Sunday, February 13, 2011

Making Time to Celebrate

I realized this weekend that I have been missing something in my classroom--well, more like I had forgotten about it for a good long while. I was reading my friend Ruth's post on Friday at Two Writing Teachers and realized that it has been a long, long time since we've celebrated finished writing projects in my room.

Celebrations are important. They are a way of acknowledging not only accomplishment or achievement, but hard work and improvement. We do have celebrations in our room--often small, private ones. Like when A. looks up and exclaims, "hey--I figured that out!" and we exchange a fist bump or high 5. Or larger ones, like when the whole class broke into spontaneous applause when E. passed a math test and was so excited she jumped up and down.

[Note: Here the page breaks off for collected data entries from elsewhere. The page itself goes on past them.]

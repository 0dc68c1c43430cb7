use config::{Config, Environment, File};
use serde::Deserialize;
use thiserror::Error;

use super::{FilterConfig, FilterConfigError, SinkConfig, SinkConfigError};

/// Provides the default notification title.
fn default_title() -> String {
    "Claude Code".to_string()
}

/// Application configuration for herald.
///
/// Every key is optional: a hook installed with no configuration at all runs
/// with native desktop notifications, no filter, and the default title.
#[derive(Debug, Deserialize, Clone, PartialEq, Eq)]
pub struct AppConfig {
    /// Notification title used when the event does not carry one.
    #[serde(default = "default_title")]
    pub title: String,

    /// Filter policy applied to event messages before dispatch.
    #[serde(default)]
    pub filter: FilterConfig,

    /// The notification sink to deliver messages through.
    #[serde(default)]
    pub sink: SinkConfig,
}

impl Default for AppConfig {
    fn default() -> Self {
        Self {
            title: default_title(),
            filter: FilterConfig::default(),
            sink: SinkConfig::default(),
        }
    }
}

/// Errors that can occur while loading the application configuration.
#[derive(Debug, Error)]
pub enum AppConfigError {
    /// The configuration file could not be read or parsed.
    #[error("Failed to load configuration: {0}")]
    Load(#[from] config::ConfigError),

    /// The filter configuration is invalid.
    #[error("Invalid filter configuration: {0}")]
    Filter(#[from] FilterConfigError),

    /// The sink configuration is invalid.
    #[error("Invalid sink configuration: {0}")]
    Sink(#[from] SinkConfigError),
}

impl AppConfig {
    /// Creates a new `AppConfig` by reading from the configuration directory.
    ///
    /// Sources are layered: `herald.yaml` in `config_dir` (default
    /// `.claude`, missing file allowed), then environment variables with the
    /// `HERALD__` prefix (e.g. `HERALD__TITLE`,
    /// `HERALD__FILTER__SUBSTRING`).
    pub fn new(config_dir: Option<&str>) -> Result<Self, AppConfigError> {
        let config_dir_str = config_dir.unwrap_or(".claude");
        let s = Config::builder()
            .add_source(File::with_name(&format!("{}/herald.yaml", config_dir_str)).required(false))
            .add_source(Environment::with_prefix("HERALD").separator("__"))
            .build()?;
        let config: Self = s.try_deserialize()?;

        config.filter.validate()?;
        config.sink.validate()?;

        Ok(config)
    }
}

#[cfg(test)]
mod tests {
    use std::{fs, path::PathBuf};

    use tempfile::TempDir;

    use super::*;
    use crate::config::CommandConfig;

    fn write_config(dir: &TempDir, content: &str) -> PathBuf {
        let path = dir.path().join("herald.yaml");
        fs::write(&path, content).unwrap();
        path
    }

    #[test]
    fn missing_config_file_yields_defaults() {
        let dir = TempDir::new().unwrap();
        let config = AppConfig::new(dir.path().to_str()).unwrap();
        assert_eq!(config, AppConfig::default());
        assert_eq!(config.title, "Claude Code");
    }

    #[test]
    fn loads_filter_and_sink_from_yaml() {
        let dir = TempDir::new().unwrap();
        write_config(
            &dir,
            r#"
title: "Claude"
filter:
  substring: permission
sink:
  command:
    program: notify-send
"#,
        );

        let config = AppConfig::new(dir.path().to_str()).unwrap();
        assert_eq!(config.title, "Claude");
        assert_eq!(config.filter, FilterConfig::Substring("permission".to_string()));
        assert_eq!(
            config.sink,
            SinkConfig::Command(CommandConfig { program: "notify-send".to_string() })
        );
    }

    #[test]
    fn bare_string_variants_parse() {
        let dir = TempDir::new().unwrap();
        write_config(
            &dir,
            r#"
filter: none
sink: desktop
"#,
        );

        let config = AppConfig::new(dir.path().to_str()).unwrap();
        assert_eq!(config.filter, FilterConfig::None);
        assert_eq!(config.sink, SinkConfig::Desktop);
    }

    #[test]
    fn invalid_sink_configuration_is_rejected() {
        let dir = TempDir::new().unwrap();
        write_config(
            &dir,
            r#"
sink:
  command:
    program: ""
"#,
        );

        let result = AppConfig::new(dir.path().to_str());
        assert!(matches!(result, Err(AppConfigError::Sink(SinkConfigError::EmptyProgram))));
    }

    #[test]
    fn invalid_filter_configuration_is_rejected() {
        let dir = TempDir::new().unwrap();
        write_config(
            &dir,
            r#"
filter:
  substring: ""
"#,
        );

        let result = AppConfig::new(dir.path().to_str());
        assert!(matches!(result, Err(AppConfigError::Filter(FilterConfigError::EmptyKeyword))));
    }

    #[test]
    fn malformed_yaml_is_a_load_error() {
        let dir = TempDir::new().unwrap();
        write_config(&dir, "sink: [ unclosed");

        let result = AppConfig::new(dir.path().to_str());
        assert!(matches!(result, Err(AppConfigError::Load(_))));
    }
}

But what I realized as I read Ruth's post was that for writers, it really feels like time to celebrate when you are holding a published project in your hands. Or even better, when you get to share it with others. As someone who has written publicly and privately, I have learned that having the chance to share and celebrate my writing is motivating and energizing. It makes me want to write more. Which is sort of the idea.

I don't think that we need to throw a huge elaborate celebration at the end of each project a child completes; in fact, we'd be partying every day if we did! What I'm thinking though is that I should make sure to take time once in a while--at the end of a major unit or study or at the end of each month--and teach the kids that celebrating hard work is important. Important enough to stop what we're doing for one workshop time and share our work with each other--and maybe with parents or other school personnel.

In my work as a classroom teacher and as a literacy coach, I've participated in a lot of celebrations. I've been to poetry book signings in kindergarten, research sharing in third grade, and memory book readings in several grades. I've seen celebrations with dressed-up kids and teachers, microphones, and yummy goodies after. I've been to celebrations with nothing more that construction paper covers and a group of kids sitting on the rug around a low stool. And during every one of those celebrations, there was more than just the excitement of a party in the air. There was a sense of pride. There was appreciation of time and effort spent. There was energy for new projects yet to be started.

So it's time. Time to make time for celebrating our work and learning as writers. Somehow, I feel more energized already.

1 comment:

  1. Thanks for reminding us to celebrate with our kids. I think I do my own secret celebrating, and forget to include them in on it! After all, they shared in the work!